Dataset entries
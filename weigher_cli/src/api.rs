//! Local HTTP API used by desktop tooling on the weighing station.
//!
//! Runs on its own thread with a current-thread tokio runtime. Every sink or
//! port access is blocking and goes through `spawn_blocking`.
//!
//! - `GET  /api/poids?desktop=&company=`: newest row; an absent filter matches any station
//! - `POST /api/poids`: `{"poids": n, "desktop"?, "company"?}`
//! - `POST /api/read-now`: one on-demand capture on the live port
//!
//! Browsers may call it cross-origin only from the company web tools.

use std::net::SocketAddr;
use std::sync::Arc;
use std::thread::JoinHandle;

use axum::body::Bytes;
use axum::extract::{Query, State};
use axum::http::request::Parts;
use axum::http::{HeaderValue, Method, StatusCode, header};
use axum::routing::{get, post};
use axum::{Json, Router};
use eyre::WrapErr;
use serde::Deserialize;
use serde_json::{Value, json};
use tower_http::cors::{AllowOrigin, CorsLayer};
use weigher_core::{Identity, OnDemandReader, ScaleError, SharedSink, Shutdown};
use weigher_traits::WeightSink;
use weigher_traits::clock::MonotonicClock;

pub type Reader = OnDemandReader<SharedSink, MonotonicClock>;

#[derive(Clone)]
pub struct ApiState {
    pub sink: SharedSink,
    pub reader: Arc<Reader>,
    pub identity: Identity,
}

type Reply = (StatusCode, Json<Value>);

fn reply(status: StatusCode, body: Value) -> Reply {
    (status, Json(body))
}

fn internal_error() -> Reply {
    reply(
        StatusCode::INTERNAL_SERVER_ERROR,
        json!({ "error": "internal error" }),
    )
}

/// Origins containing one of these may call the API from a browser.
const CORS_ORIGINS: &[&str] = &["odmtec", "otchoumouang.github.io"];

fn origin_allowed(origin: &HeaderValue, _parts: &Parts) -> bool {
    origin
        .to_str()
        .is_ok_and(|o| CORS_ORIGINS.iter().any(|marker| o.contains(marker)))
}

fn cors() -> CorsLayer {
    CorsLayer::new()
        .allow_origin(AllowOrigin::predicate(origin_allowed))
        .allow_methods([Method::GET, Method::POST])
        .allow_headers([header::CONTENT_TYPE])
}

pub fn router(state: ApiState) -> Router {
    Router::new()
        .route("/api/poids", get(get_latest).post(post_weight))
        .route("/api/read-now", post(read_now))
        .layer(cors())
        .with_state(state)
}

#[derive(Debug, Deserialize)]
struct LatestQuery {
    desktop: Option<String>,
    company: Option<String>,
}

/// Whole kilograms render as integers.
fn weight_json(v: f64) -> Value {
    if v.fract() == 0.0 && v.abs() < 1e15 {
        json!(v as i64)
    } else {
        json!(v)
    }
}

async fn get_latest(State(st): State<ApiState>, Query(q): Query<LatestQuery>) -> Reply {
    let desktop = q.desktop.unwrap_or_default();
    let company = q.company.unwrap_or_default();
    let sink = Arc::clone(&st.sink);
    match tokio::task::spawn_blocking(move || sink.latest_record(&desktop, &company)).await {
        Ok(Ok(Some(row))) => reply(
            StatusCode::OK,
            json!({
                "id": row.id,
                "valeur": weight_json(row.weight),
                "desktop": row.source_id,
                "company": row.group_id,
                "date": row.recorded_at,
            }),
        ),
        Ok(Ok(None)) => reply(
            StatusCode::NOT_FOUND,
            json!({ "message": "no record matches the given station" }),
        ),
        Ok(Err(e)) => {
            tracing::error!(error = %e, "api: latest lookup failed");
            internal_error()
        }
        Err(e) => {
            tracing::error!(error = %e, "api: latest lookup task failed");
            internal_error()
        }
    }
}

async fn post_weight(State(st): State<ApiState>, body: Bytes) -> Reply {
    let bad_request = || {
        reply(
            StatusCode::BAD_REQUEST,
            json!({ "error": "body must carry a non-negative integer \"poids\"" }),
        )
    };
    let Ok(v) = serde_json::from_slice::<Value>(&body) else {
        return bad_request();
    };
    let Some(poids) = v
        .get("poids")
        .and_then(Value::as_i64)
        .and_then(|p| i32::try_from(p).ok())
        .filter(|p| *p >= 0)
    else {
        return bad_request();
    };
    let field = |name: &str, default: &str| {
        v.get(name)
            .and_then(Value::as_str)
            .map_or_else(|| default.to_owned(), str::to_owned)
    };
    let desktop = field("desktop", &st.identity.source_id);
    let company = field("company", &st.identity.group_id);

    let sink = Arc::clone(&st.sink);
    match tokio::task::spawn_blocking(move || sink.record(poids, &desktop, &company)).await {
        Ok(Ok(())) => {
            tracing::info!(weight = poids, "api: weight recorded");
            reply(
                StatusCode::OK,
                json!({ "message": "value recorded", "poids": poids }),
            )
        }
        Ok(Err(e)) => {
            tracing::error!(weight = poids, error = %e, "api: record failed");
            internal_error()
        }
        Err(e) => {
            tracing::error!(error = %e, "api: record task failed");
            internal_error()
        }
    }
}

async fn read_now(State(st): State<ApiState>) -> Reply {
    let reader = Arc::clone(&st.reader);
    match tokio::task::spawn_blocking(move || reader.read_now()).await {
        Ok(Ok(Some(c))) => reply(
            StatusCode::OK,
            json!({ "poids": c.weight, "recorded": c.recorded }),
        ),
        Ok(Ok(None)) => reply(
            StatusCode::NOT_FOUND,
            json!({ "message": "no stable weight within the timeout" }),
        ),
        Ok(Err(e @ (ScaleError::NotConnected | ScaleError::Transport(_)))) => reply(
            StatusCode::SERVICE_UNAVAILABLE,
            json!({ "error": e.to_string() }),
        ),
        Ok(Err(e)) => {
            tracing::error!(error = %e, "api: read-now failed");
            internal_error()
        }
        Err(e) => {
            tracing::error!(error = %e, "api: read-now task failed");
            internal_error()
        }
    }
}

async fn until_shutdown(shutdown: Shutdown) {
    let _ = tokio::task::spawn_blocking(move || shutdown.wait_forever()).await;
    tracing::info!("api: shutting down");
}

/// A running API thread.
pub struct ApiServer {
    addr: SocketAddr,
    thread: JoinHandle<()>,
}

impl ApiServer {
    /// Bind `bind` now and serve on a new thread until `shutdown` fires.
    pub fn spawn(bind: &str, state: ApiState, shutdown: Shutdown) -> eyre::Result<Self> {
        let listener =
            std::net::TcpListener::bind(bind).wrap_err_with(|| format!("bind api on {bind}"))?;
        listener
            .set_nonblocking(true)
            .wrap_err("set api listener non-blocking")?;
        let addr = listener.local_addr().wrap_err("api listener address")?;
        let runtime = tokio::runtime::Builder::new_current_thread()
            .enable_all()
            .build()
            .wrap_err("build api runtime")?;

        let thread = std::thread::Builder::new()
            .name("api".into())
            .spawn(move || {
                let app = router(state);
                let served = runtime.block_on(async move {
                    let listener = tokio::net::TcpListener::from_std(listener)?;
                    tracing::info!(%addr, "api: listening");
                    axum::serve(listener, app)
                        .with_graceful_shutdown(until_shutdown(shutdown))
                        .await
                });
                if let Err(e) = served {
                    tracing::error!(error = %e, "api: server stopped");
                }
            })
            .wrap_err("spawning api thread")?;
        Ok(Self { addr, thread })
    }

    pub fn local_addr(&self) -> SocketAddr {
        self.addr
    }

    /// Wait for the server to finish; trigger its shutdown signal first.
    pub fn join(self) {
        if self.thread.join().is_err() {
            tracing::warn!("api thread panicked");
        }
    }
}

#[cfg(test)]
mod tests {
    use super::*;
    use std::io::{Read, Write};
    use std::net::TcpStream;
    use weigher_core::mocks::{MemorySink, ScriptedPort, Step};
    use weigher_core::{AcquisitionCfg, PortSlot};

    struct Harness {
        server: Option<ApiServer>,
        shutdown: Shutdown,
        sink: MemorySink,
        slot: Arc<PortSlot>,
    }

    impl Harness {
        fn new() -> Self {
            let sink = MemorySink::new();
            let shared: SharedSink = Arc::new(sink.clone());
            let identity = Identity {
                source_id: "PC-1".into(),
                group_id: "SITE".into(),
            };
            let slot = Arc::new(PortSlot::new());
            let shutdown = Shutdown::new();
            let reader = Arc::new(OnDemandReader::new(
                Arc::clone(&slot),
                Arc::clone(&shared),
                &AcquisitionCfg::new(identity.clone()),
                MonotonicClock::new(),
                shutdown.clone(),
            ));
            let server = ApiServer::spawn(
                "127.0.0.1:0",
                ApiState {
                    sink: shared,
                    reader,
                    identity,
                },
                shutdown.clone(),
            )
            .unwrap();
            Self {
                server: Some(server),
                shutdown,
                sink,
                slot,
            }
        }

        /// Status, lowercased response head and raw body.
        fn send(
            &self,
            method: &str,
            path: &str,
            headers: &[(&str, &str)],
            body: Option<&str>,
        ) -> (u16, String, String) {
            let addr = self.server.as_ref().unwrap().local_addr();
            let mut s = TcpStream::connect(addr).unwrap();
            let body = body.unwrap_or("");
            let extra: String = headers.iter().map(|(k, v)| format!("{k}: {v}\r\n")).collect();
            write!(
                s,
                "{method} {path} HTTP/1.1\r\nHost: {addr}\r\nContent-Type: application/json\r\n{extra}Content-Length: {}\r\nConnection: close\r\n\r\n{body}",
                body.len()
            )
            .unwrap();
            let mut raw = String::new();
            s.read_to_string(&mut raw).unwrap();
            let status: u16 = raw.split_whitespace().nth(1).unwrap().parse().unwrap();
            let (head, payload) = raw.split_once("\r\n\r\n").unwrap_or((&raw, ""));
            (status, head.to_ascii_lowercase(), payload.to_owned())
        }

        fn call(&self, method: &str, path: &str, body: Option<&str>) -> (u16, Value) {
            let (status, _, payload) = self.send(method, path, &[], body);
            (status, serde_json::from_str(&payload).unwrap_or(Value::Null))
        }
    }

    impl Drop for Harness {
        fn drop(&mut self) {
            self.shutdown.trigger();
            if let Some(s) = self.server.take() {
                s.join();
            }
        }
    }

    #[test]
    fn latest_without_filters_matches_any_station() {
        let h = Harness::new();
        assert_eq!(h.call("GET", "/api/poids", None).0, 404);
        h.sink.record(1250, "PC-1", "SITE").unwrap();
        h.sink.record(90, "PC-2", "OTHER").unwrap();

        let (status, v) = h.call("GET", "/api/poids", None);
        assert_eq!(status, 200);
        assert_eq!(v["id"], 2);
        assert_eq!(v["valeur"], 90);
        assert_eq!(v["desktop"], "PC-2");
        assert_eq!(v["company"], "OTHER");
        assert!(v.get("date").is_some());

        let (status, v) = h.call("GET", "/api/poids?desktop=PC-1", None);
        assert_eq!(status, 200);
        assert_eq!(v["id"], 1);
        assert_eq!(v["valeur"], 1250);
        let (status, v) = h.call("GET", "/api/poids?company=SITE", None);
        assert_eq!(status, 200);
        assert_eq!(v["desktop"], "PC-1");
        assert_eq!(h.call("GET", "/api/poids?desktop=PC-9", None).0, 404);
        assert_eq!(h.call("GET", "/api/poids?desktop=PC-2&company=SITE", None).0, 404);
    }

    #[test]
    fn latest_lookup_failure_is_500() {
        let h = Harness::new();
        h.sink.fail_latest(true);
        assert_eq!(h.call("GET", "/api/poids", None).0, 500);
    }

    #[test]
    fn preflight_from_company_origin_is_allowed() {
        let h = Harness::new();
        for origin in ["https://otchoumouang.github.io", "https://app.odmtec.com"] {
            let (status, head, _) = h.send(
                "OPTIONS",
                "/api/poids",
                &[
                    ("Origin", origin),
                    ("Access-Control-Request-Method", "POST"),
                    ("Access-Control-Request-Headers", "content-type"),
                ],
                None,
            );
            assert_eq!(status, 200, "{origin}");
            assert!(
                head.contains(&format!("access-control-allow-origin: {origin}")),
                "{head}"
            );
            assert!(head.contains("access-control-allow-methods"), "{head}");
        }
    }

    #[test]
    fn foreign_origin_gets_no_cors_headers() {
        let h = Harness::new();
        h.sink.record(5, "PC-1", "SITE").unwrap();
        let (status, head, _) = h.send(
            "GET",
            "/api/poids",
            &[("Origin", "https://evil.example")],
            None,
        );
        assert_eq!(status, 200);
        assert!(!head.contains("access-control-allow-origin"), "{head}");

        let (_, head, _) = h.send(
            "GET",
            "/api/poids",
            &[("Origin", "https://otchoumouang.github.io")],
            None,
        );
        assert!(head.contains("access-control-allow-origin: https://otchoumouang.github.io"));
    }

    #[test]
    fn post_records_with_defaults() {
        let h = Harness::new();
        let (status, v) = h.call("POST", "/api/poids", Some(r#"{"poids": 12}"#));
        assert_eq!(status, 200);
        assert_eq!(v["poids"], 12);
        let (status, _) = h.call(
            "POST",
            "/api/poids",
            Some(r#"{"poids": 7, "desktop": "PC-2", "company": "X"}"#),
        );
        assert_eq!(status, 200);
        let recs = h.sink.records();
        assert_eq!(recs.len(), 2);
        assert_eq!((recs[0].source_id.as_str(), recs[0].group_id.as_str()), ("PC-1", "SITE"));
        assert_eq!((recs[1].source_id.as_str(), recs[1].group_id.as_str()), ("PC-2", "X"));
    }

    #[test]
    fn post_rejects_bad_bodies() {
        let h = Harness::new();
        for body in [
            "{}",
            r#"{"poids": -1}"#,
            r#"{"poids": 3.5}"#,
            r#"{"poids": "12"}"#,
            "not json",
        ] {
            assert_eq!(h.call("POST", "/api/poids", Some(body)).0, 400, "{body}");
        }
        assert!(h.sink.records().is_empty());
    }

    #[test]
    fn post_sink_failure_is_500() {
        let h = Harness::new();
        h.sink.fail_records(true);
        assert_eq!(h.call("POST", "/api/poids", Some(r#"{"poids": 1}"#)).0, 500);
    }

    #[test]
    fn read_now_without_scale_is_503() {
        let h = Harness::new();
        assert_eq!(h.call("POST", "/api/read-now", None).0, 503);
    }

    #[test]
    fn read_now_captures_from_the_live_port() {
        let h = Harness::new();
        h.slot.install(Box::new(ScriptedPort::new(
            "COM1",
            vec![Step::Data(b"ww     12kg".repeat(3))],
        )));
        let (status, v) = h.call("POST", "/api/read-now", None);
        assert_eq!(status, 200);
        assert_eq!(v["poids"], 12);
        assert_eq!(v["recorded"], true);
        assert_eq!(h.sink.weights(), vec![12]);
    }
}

---

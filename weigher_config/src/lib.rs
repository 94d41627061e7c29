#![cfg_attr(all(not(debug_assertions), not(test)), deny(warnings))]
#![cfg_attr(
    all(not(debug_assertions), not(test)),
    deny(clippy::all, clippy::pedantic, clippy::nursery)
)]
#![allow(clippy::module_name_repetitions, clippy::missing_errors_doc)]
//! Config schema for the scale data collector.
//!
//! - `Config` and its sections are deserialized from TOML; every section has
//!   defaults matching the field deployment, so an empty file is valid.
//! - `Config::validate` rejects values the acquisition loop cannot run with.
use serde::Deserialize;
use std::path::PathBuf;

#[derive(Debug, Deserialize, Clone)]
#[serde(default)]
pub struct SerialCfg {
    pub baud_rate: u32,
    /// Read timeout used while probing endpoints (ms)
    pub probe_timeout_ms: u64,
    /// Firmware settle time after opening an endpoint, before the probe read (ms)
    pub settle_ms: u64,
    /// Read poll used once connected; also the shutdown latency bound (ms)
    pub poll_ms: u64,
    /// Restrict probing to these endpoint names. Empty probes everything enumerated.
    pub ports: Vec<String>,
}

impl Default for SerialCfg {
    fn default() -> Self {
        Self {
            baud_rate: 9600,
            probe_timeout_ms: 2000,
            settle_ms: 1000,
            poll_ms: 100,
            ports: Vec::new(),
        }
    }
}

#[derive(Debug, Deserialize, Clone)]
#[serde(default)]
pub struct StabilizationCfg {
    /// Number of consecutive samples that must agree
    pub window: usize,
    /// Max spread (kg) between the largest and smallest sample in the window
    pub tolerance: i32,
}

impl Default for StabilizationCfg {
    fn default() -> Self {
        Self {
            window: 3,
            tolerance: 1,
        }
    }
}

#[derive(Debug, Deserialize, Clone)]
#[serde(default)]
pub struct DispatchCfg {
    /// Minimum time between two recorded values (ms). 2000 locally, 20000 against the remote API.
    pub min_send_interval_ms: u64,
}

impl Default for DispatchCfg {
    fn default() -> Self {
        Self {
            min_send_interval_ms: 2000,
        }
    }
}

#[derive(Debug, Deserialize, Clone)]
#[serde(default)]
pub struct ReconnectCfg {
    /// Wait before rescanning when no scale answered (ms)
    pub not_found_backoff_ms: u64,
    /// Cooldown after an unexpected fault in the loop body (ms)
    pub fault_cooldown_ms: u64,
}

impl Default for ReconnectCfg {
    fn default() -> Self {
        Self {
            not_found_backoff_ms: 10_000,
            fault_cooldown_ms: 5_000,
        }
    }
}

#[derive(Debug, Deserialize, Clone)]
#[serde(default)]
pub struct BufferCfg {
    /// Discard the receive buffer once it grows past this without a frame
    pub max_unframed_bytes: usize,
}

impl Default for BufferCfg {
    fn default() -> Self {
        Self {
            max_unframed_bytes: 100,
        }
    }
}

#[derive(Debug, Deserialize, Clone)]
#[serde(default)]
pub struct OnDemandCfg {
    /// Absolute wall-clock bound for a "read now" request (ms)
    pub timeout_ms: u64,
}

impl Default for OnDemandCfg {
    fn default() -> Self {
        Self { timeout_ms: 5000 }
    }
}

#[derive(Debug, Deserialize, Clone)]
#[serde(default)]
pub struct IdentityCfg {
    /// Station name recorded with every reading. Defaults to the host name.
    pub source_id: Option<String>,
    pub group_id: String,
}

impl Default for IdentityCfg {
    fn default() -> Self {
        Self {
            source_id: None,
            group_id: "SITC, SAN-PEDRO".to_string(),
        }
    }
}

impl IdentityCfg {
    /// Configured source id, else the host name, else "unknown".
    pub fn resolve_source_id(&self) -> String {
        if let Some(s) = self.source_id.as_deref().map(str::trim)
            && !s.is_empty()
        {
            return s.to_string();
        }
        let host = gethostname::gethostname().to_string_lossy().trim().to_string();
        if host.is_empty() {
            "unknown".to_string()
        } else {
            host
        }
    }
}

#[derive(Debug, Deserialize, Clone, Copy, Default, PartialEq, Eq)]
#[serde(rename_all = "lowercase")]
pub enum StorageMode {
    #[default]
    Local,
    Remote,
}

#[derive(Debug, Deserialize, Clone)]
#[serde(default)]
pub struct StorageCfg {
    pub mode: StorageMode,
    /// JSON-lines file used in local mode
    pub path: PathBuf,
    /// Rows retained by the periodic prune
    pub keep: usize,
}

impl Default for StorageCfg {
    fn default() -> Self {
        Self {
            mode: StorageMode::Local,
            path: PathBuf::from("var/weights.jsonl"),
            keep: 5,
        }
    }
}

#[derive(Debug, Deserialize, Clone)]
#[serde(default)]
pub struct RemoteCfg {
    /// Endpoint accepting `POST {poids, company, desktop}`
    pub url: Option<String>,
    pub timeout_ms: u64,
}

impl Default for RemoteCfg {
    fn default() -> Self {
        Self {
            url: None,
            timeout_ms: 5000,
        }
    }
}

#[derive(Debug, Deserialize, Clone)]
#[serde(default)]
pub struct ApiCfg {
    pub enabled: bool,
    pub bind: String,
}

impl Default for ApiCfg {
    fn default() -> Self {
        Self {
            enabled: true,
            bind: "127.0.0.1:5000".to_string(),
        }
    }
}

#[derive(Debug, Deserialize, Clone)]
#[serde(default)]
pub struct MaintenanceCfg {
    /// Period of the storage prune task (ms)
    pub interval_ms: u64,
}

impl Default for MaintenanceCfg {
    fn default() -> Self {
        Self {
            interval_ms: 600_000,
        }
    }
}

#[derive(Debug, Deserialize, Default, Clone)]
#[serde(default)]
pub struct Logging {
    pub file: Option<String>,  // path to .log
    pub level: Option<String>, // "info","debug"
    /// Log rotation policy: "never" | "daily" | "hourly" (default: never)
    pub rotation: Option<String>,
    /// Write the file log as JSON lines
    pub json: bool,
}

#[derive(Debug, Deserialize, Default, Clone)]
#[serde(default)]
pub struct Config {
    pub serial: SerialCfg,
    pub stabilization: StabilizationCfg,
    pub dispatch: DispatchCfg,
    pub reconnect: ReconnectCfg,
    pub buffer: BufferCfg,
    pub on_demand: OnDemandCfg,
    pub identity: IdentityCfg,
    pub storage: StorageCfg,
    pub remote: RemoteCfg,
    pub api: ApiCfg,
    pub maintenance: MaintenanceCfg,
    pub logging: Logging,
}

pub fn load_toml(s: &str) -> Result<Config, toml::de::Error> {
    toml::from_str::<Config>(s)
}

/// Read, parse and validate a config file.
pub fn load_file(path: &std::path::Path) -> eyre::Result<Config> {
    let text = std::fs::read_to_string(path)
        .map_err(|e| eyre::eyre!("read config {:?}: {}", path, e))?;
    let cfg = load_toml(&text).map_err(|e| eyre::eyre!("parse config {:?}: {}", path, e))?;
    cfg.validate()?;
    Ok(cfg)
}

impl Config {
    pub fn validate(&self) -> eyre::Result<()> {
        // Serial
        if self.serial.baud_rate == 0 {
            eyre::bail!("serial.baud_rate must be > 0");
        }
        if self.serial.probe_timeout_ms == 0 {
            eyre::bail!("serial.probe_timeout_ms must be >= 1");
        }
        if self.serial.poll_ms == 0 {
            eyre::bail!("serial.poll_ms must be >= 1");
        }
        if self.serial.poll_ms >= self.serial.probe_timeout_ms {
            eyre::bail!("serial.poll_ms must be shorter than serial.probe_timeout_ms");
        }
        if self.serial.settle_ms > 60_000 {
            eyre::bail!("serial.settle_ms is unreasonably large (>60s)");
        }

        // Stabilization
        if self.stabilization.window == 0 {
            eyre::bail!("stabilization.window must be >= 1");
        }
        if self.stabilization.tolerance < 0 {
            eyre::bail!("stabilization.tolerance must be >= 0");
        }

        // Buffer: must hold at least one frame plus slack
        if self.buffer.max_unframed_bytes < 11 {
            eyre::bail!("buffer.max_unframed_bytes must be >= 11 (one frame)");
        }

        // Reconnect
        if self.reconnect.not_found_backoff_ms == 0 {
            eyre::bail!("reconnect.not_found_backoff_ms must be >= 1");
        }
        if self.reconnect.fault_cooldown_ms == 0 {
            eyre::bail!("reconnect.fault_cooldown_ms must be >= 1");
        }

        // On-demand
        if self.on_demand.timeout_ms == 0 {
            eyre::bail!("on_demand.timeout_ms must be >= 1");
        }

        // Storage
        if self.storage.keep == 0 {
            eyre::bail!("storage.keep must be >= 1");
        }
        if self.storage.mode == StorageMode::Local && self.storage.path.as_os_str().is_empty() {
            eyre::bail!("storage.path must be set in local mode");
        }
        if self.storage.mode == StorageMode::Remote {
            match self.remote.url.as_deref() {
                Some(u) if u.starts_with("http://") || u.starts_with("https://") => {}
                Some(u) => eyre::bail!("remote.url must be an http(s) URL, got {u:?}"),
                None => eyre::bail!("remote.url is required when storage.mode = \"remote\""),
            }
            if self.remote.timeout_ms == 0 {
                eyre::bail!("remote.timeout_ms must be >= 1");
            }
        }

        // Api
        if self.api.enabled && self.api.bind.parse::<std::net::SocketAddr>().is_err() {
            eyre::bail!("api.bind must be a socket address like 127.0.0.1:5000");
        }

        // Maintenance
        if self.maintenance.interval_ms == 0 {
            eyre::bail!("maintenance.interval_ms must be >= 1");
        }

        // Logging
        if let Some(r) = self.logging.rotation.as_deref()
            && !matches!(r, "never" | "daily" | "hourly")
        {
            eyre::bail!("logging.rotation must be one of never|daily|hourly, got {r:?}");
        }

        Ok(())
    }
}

Assigned task — Look through the records for the word "move". Every line that has it should be copied.

Exercise output —
    match tokio::task::spawn_blocking(move || sink.latest_record(&desktop, &company)).await {
    match tokio::task::spawn_blocking(move || sink.record(poids, &desktop, &company)).await {
    match tokio::task::spawn_blocking(move || reader.read_now()).await {
    let _ = tokio::task::spawn_blocking(move || shutdown.wait_forever()).await;
            .spawn(move || {
                let served = runtime.block_on(async move {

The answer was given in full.